This is it. If it was not clear, the aim of the post is to think outside of the box, and lay out a few ideas, not a detailed bulletproof plan.

Where the hell I publish now?

The scientific publishing system is hindering scientific progress. This is known and I won’t repeat myself or other more detailed analysis dissecting the problem of publishers making massive profits on our behalf without (almost) any value added (e.g. Edwards and Roy 2017, Racimo et al. 2022).

In the last years, cost-effective alternatives to publish our results have emerged and I don’t think technical aspects are an issue anymore. I think the problem is that when I publish something, I want to be read. I know that if I publish in certain journals, the day before the paper is published almost all researchers interested in that topic will see my paper. I also want to be evaluated. Most funding agencies still use where you publish as a quality indicator of your contribution (consciously or unconsciously), not to mention that the same paper published in a given journal will receive much more citations than if published elsewhere, if citations are what funding agencies will look at, bypassing the infamous IF. 

My approach so far has been trying to publish in Society Based Journals. Despite most of these journals still partnering with big publishers, I heard that most have a decent deal with publishers (but I also heard some got terrible deals). The advantages are obvious. Those are well read and evaluated, have no APC, and the money they make reverts to the societies. The drawback is that not all my papers are top papers that can find a home there, and that the papers are not open access (you pay to read). This is secondary for me in a world with SciHub, but still important. In addition, this model is getting slowly outdated, and some of those journals are already changing to pay to publish model. Paying high APC (anything > 200 EUR for the EU standard) is a bad replacement for the current system in my opinion.

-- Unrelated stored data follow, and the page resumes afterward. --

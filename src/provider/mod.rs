//! Data provider boundary
//!
//! Storage, spatial indexing and editing live behind this async interface;
//! the engine only issues viewport and pick queries and consumes the results.

pub mod types;
pub mod memory;
pub mod synthetic;
#[cfg(test)]
pub mod scripted;

use std::future::Future;

use thiserror::Error;

use crate::core::camera::Viewport;

pub use memory::MemoryProvider;
pub use types::{PickQuery, PickResult, UndoRedoResult, UpdateTagsResult};

/// Failures reported by a data provider
#[derive(Debug, Error)]
pub enum ProviderError {
    #[error("provider unavailable: {0}")]
    Unavailable(String),

    #[error("query rejected: {0}")]
    Rejected(String),

    #[error("provider I/O error: {0}")]
    Io(#[from] std::io::Error),

    /// The query task panicked or was cancelled before answering
    #[error("provider task failed: {0}")]
    Task(#[from] tokio::task::JoinError),
}

/// Asynchronous source of viewport geometry and feature picks
pub trait DataProvider: Send + Sync + 'static {
    /// Encoded viewport buffer covering `viewport`
    fn query_viewport(&self, viewport: Viewport) -> impl Future<Output = Result<Vec<u8>, ProviderError>> + Send;

    /// Nearest feature to a Mercator point within a tolerance
    fn pick_feature(&self, query: PickQuery) -> impl Future<Output = Result<PickResult, ProviderError>> + Send;
}
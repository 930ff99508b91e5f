//! Provider-side writer for the viewport wire format

use crate::core::types::{DVec2, FeatureId};
use crate::style::RenderFeature;

use super::{NodeRecord, WireHeader, WireNode, COUNT_SIZE, HEADER_SIZE, NODE_RECORD_SIZE};

/// Accumulates records and produces one response buffer
#[derive(Debug, Default)]
pub struct ViewportEncoder {
    nodes: Vec<u8>,
    ways: Vec<u8>,
    polygons: Vec<u8>,
    node_count: u32,
    way_count: u32,
    polygon_count: u32,
    truncated: bool,
}

impl ViewportEncoder {
    pub fn new() -> Self {
        Self::default()
    }

    /// Mark the response as capped by the provider
    pub fn set_truncated(&mut self, truncated: bool) {
        self.truncated = truncated;
    }

    pub fn push_node(&mut self, node: &NodeRecord) {
        self.nodes.extend_from_slice(bytemuck::bytes_of(&WireNode::from_record(node)));
        self.node_count += 1;
    }

    pub fn push_way(&mut self, id: FeatureId, feature: RenderFeature, points: &[DVec2]) {
        self.ways.extend_from_slice(&id.to_le_bytes());
        self.ways.extend_from_slice(&feature.0.to_le_bytes());
        write_points(&mut self.ways, points);
        self.way_count += 1;
    }

    /// Ring 0 is the outer boundary, the rest are holes
    pub fn push_polygon<R: AsRef<[DVec2]>>(&mut self, id: FeatureId, feature: RenderFeature, rings: &[R]) {
        let rings = if rings.len() > u16::MAX as usize {
            log::warn!("Polygon {} has {} rings, keeping the first {}", id, rings.len(), u16::MAX);
            &rings[..u16::MAX as usize]
        } else {
            rings
        };

        self.polygons.extend_from_slice(&id.to_le_bytes());
        self.polygons.extend_from_slice(&feature.0.to_le_bytes());
        self.polygons.extend_from_slice(&(rings.len() as u16).to_le_bytes());
        for ring in rings {
            write_points(&mut self.polygons, ring.as_ref());
        }
        self.polygon_count += 1;
    }

    pub fn node_count(&self) -> u32 {
        self.node_count
    }

    pub fn way_count(&self) -> u32 {
        self.way_count
    }

    pub fn polygon_count(&self) -> u32 {
        self.polygon_count
    }

    /// Assemble the buffer; the polygon section is only written when non-empty
    pub fn finish(self) -> Vec<u8> {
        let header = WireHeader {
            node_count: self.node_count.to_le(),
            way_count: self.way_count.to_le(),
            polygon_count: self.polygon_count.to_le(),
            truncated: (self.truncated as u32).to_le(),
        };

        let polygon_len = if self.polygon_count > 0 { COUNT_SIZE + self.polygons.len() } else { 0 };
        let mut out = Vec::with_capacity(
            HEADER_SIZE + self.nodes.len() + COUNT_SIZE + self.ways.len() + polygon_len,
        );
        debug_assert_eq!(self.nodes.len(), self.node_count as usize * NODE_RECORD_SIZE);

        out.extend_from_slice(bytemuck::bytes_of(&header));
        out.extend_from_slice(&self.nodes);
        out.extend_from_slice(&self.way_count.to_le_bytes());
        out.extend_from_slice(&self.ways);
        if self.polygon_count > 0 {
            out.extend_from_slice(&self.polygon_count.to_le_bytes());
            out.extend_from_slice(&self.polygons);
        }
        out
    }
}

fn write_points(buf: &mut Vec<u8>, points: &[DVec2]) {
    let count = u32::try_from(points.len()).unwrap_or(u32::MAX);
    buf.extend_from_slice(&count.to_le_bytes());
    for point in &points[..count as usize] {
        buf.extend_from_slice(&point.x.to_le_bytes());
        buf.extend_from_slice(&point.y.to_le_bytes());
    }
}

#[cfg(test)]
mod tests {
    use super::*;
    use crate::wire::{decode, HEADER_SIZE};

    #[test]
    fn test_empty_response() {
        let bytes = ViewportEncoder::new().finish();
        // Header plus the mandatory way count
        assert_eq!(bytes.len(), HEADER_SIZE + 4);

        let decoded = decode(&bytes).unwrap();
        assert!(decoded.nodes.is_empty());
        assert!(decoded.ways.is_empty());
        assert!(decoded.polygons.is_empty());
    }

    #[test]
    fn test_polygon_section_omitted_when_empty() {
        let mut encoder = ViewportEncoder::new();
        encoder.push_way(1, RenderFeature(2), &[DVec2::ZERO, DVec2::ONE]);
        let bytes = encoder.finish();

        assert_eq!(bytes.len(), HEADER_SIZE + 4 + 8 + 2 + 4 + 32);
    }

    #[test]
    fn test_truncated_and_nodes_survive() {
        let mut encoder = ViewportEncoder::new();
        encoder.push_node(&NodeRecord { id: 1 << 40, position: DVec2::new(1.5, -2.5), ref_count: 4 });
        encoder.set_truncated(true);
        assert_eq!(encoder.node_count(), 1);

        let decoded = decode(&encoder.finish()).unwrap();
        assert!(decoded.header.truncated);
        assert_eq!(decoded.nodes[0].id, 1 << 40);
        assert_eq!(decoded.nodes[0].position, DVec2::new(1.5, -2.5));
        assert!(decoded.nodes[0].is_priority());
    }
}
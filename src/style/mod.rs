//! Feature codes and paint style resolution

pub mod feature;
pub mod color;
pub mod resolver;

pub use color::Color;
pub use feature::{base_type, flags, RenderFeature};
pub use resolver::{fill_color, Casing, Dash, LineCap, LineJoin, ResolvedStyle, StyleResolver};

I made a quick tally and in the last 5 years (2017-2021) I published:

  • 32 papers in Society Based Journals with no APC. Wow! These include BES, ESA, Nordic SE, AAAS, Am Nat, and other conservation and Behavioural societies.
  • 6 in Selective Journals that require APC (but about half of the time my co-authors paid for the APC), such as PNAS, Nature Communications, or Scientific advances, but also other less fancy. I try to minimize those because, despite their visibility, I prefer to invest money in salaries, then in publishers, but if I (or my lab group) can publish in e.g. PNAS, this is money well invested regarding career advance. Let’s be honest.
  • 5 in Non-Selective Journals with APC such as Plos, Open Science B, Sci Reports, PeerJ… Not always my decision, and while I support non-selective journals, especially if non-for-profit or with sustainable policies, their APCs are increasing in an unsustainable way.
  • 3 in For Profit Selective Journals without APC. Despite trying to convince my co-authors to avoid those, I do not always succeed. Yes, I had 1 paper published in Elsevier last year (sorry). The other two are high-impact journals whose visibility might compensate for the balance (TREE and Nature E&E). Everybody has a price.
  • 2 Free to publish – Free to read Journals. This is the way to go! One is in a Journal I did not know until recently. The other is the newly created Peer Community Journal, which I support. Other Journals in this list are Web Ecology, Journal of Pollination Biology, Ecologia Austral, and to be honest, not much more that I know (and Ecosistemas, despite it publishes mostly in Spanish). I am also looking forward to the new EU-Horizon Journal, but it’s closed to EU-Horizon projects, and I think it still costs quite a lot to the EU per article, so indirectly, we are still paying for it.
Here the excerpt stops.